What is being asked. Select and copy out every line in the records containing "init".

Extracted data.
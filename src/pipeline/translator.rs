use std::path::{Path, PathBuf};

use anyhow::{anyhow, Context};

use crate::progress::ConsoleProgress;
use crate::textutil::preview;
use crate::translate::{translate_all, TranslationEngine};
use crate::tsv::TsvTable;

use super::config::TranslateSettings;

#[cfg(feature = "native")]
use crate::models::native::{NativeModelConfig, NativeTranslator};
#[cfg(feature = "native")]
use llama_cpp_2::llama_backend::LlamaBackend;
#[cfg(feature = "native")]
use once_cell::sync::OnceCell;

#[cfg(feature = "native")]
static LLAMA_BACKEND: OnceCell<LlamaBackend> = OnceCell::new();

#[derive(Clone, Debug, Default)]
pub struct TranslateReport {
    pub done: Vec<(PathBuf, usize)>,
    pub failed: Vec<(PathBuf, String)>,
}

pub struct BatchTranslator {
    cfg: TranslateSettings,
    progress: ConsoleProgress,
}

impl BatchTranslator {
    pub fn new(cfg: TranslateSettings, progress: ConsoleProgress) -> Self {
        Self { cfg, progress }
    }

    /// Loads the configured model once and translates every configured file.
    #[cfg(feature = "native")]
    pub fn run(&self) -> anyhow::Result<TranslateReport> {
        let mut engine = self.load_engine()?;
        self.run_with(&mut engine)
    }

    #[cfg(feature = "native")]
    fn load_engine(&self) -> anyhow::Result<NativeTranslator> {
        let backend = self.cfg.resolve_backend()?;
        self.progress.info(format!(
            "Load model: {} ({})",
            backend.name,
            backend.model_path.display()
        ));
        let llama = LLAMA_BACKEND
            .get_or_try_init(LlamaBackend::init)
            .context("init llama backend")?;
        NativeTranslator::load(
            llama,
            NativeModelConfig {
                name: backend.name.clone(),
                model_path: backend.model_path.clone(),
                template_hint: backend.template_hint.clone(),
                ctx_size: backend.ctx_size,
                threads: backend.threads.unwrap_or(self.cfg.threads),
                gpu_layers: backend.gpu_layers.unwrap_or(self.cfg.gpu_layers),
                batch_size: backend.batch_size,
                offload_kqv: backend.offload_kqv,
                max_beams: self.cfg.decode.num_beams,
                prompt: self.cfg.prompt.clone(),
                source_lang: self.cfg.source_lang.clone(),
                target_lang: self.cfg.target_lang.clone(),
            },
        )
    }

    /// Files are processed in order. The first failure aborts unless `keep_going` is set.
    pub fn run_with<E: TranslationEngine + ?Sized>(
        &self,
        engine: &mut E,
    ) -> anyhow::Result<TranslateReport> {
        let d = &self.cfg.decode;
        self.progress.info(format!(
            "Translate {} -> {} with {} (batch_size={} num_beams={} truncation={})",
            self.cfg.source_lang,
            self.cfg.target_lang,
            engine.name(),
            d.batch_size,
            d.num_beams,
            d.truncation
        ));

        let mut report = TranslateReport::default();
        for path in &self.cfg.files {
            match self.translate_file(engine, path) {
                Ok(rows) => report.done.push((path.clone(), rows)),
                Err(err) if self.cfg.keep_going => {
                    self.progress
                        .warn(format!("{} failed: {err:#}", path.display()));
                    report.failed.push((path.clone(), format!("{err:#}")));
                }
                Err(err) => return Err(err),
            }
        }

        if !report.failed.is_empty() {
            return Err(anyhow!(
                "{} of {} files failed: {}",
                report.failed.len(),
                self.cfg.files.len(),
                report
                    .failed
                    .iter()
                    .map(|(p, _)| p.display().to_string())
                    .collect::<Vec<_>>()
                    .join(", ")
            ));
        }
        Ok(report)
    }

    /// Adds the translation column to one partition file, rewriting it in place.
    pub fn translate_file<E: TranslationEngine + ?Sized>(
        &self,
        engine: &mut E,
        path: &Path,
    ) -> anyhow::Result<usize> {
        self.progress.info(format!("Read: {}", path.display()));
        let mut table = TsvTable::read(path)?;
        let sources = table
            .column(&self.cfg.source_column)
            .with_context(|| format!("source column in {}", path.display()))?;

        let label = path
            .file_name()
            .and_then(|s| s.to_str())
            .unwrap_or("translate")
            .to_string();
        let translations = translate_all(engine, &sources, &self.cfg.decode, &self.progress, &label)
            .with_context(|| format!("translate {}", path.display()))?;
        if let (Some(src), Some(mt)) = (sources.first(), translations.first()) {
            self.progress
                .info(format!("  {} => {}", preview(src, 60), preview(mt, 60)));
        }

        let rows = table.len();
        table.set_column(&self.cfg.output_column, translations)?;
        table.write_replacing(path)?;
        self.progress.info(format!(
            "Wrote {}: {rows} rows (+{})",
            path.display(),
            self.cfg.output_column
        ));
        Ok(rows)
    }
}

#[cfg(test)]
mod tests {
    use super::*;
    use crate::config::AppConfig;
    use crate::corpus::SentencePair;
    use crate::pipeline::config::TranslateOverrides;
    use crate::translate::testing::FakeEngine;
    use crate::tsv::write_pairs;

    fn settings(dir: &Path, files: &[&str], keep_going: bool, batch_size: usize) -> TranslateSettings {
        let mut cfg = TranslateSettings::resolve(
            AppConfig::default(),
            dir.join("corpus-mt-prep.toml"),
            TranslateOverrides {
                files: files.iter().map(|f| dir.join(f)).collect(),
                batch_size: Some(batch_size),
                ..TranslateOverrides::default()
            },
        )
        .expect("settings");
        cfg.keep_going = keep_going;
        cfg
    }

    fn write_partition(dir: &Path, name: &str, rows: &[(&str, &str)]) {
        let records: Vec<SentencePair> = rows.iter().map(|(en, da)| SentencePair::new(*en, *da)).collect();
        write_pairs(&dir.join(name), ["en", "da"], &records).expect("write partition");
    }

    #[test]
    fn appends_translations_in_row_order() {
        let dir = tempfile::tempdir().expect("tempdir");
        write_partition(
            dir.path(),
            "valid.tsv",
            &[("good day", "god dag"), ("thanks", "tak"), ("the house", "huset")],
        );
        let cfg = settings(dir.path(), &["valid.tsv"], false, 2);
        let mut engine = FakeEngine::default();
        let report = BatchTranslator::new(cfg, ConsoleProgress::quiet())
            .run_with(&mut engine)
            .expect("translate");

        assert_eq!(report.done, vec![(dir.path().join("valid.tsv"), 3)]);
        assert_eq!(engine.batches, vec![2, 1]);
        let text = std::fs::read_to_string(dir.path().join("valid.tsv")).expect("read");
        assert_eq!(
            text,
            "en\tda\ten_mt\ngood day\tgod dag\tdog gad\nthanks\ttak\tkat\nthe house\thuset\ttesuh\n"
        );
    }

    #[test]
    fn rerun_replaces_the_translation_column() {
        let dir = tempfile::tempdir().expect("tempdir");
        write_partition(dir.path(), "test.tsv", &[("yes", "ja")]);
        let translator = BatchTranslator::new(
            settings(dir.path(), &["test.tsv"], false, 32),
            ConsoleProgress::quiet(),
        );
        translator.run_with(&mut FakeEngine::default()).expect("first");
        translator.run_with(&mut FakeEngine::default()).expect("second");
        let table = TsvTable::read(&dir.path().join("test.tsv")).expect("read");
        assert_eq!(table.headers, vec!["en", "da", "en_mt"]);
        assert_eq!(table.rows, vec![vec!["yes", "ja", "aj"]]);
    }

    #[test]
    fn over_length_row_is_truncated_not_dropped() {
        let dir = tempfile::tempdir().expect("tempdir");
        let long = "ord ".repeat(400);
        write_partition(dir.path(), "train.tsv", &[("words", long.trim())]);
        let mut engine = FakeEngine {
            max_input_chars: Some(16),
            ..FakeEngine::default()
        };
        BatchTranslator::new(
            settings(dir.path(), &["train.tsv"], false, 32),
            ConsoleProgress::quiet(),
        )
        .run_with(&mut engine)
        .expect("translate");
        let table = TsvTable::read(&dir.path().join("train.tsv")).expect("read");
        assert_eq!(table.len(), 1);
        assert_eq!(table.column("en_mt").expect("col"), vec!["dro dro dro dro"]);
    }

    #[test]
    fn failure_aborts_and_leaves_file_untouched() {
        let dir = tempfile::tempdir().expect("tempdir");
        write_partition(dir.path(), "train.tsv", &[("a", "boom")]);
        write_partition(dir.path(), "valid.tsv", &[("b", "fint")]);
        let before = std::fs::read(dir.path().join("train.tsv")).expect("read");

        let mut engine = FakeEngine {
            fail_on: Some("boom".into()),
            ..FakeEngine::default()
        };
        let err = BatchTranslator::new(
            settings(dir.path(), &["train.tsv", "valid.tsv"], false, 32),
            ConsoleProgress::quiet(),
        )
        .run_with(&mut engine)
        .unwrap_err();
        assert!(format!("{err:#}").contains("out of memory"), "{err:#}");
        assert_eq!(std::fs::read(dir.path().join("train.tsv")).expect("read"), before);
        let valid = TsvTable::read(&dir.path().join("valid.tsv")).expect("read");
        assert_eq!(valid.headers, vec!["en", "da"]);
    }

    #[test]
    fn keep_going_finishes_the_other_files() {
        let dir = tempfile::tempdir().expect("tempdir");
        write_partition(dir.path(), "valid.tsv", &[("b", "fint")]);
        let mut engine = FakeEngine::default();
        let err = BatchTranslator::new(
            settings(dir.path(), &["missing.tsv", "valid.tsv"], true, 32),
            ConsoleProgress::quiet(),
        )
        .run_with(&mut engine)
        .unwrap_err();
        assert!(err.to_string().contains("1 of 2 files failed"), "{err}");
        let valid = TsvTable::read(&dir.path().join("valid.tsv")).expect("read");
        assert_eq!(valid.column("en_mt").expect("col"), vec!["tnif"]);
    }

    #[test]
    fn missing_source_column_is_an_error() {
        let dir = tempfile::tempdir().expect("tempdir");
        std::fs::write(dir.path().join("x.tsv"), "en\tde\nhi\thallo\n").expect("write");
        let err = BatchTranslator::new(
            settings(dir.path(), &["x.tsv"], false, 32),
            ConsoleProgress::quiet(),
        )
        .run_with(&mut FakeEngine::default())
        .unwrap_err();
        assert!(format!("{err:#}").contains("column not found: da"), "{err:#}");
    }
}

Exercise solution.
            .get_or_try_init(LlamaBackend::init)
            .context("init llama backend")?;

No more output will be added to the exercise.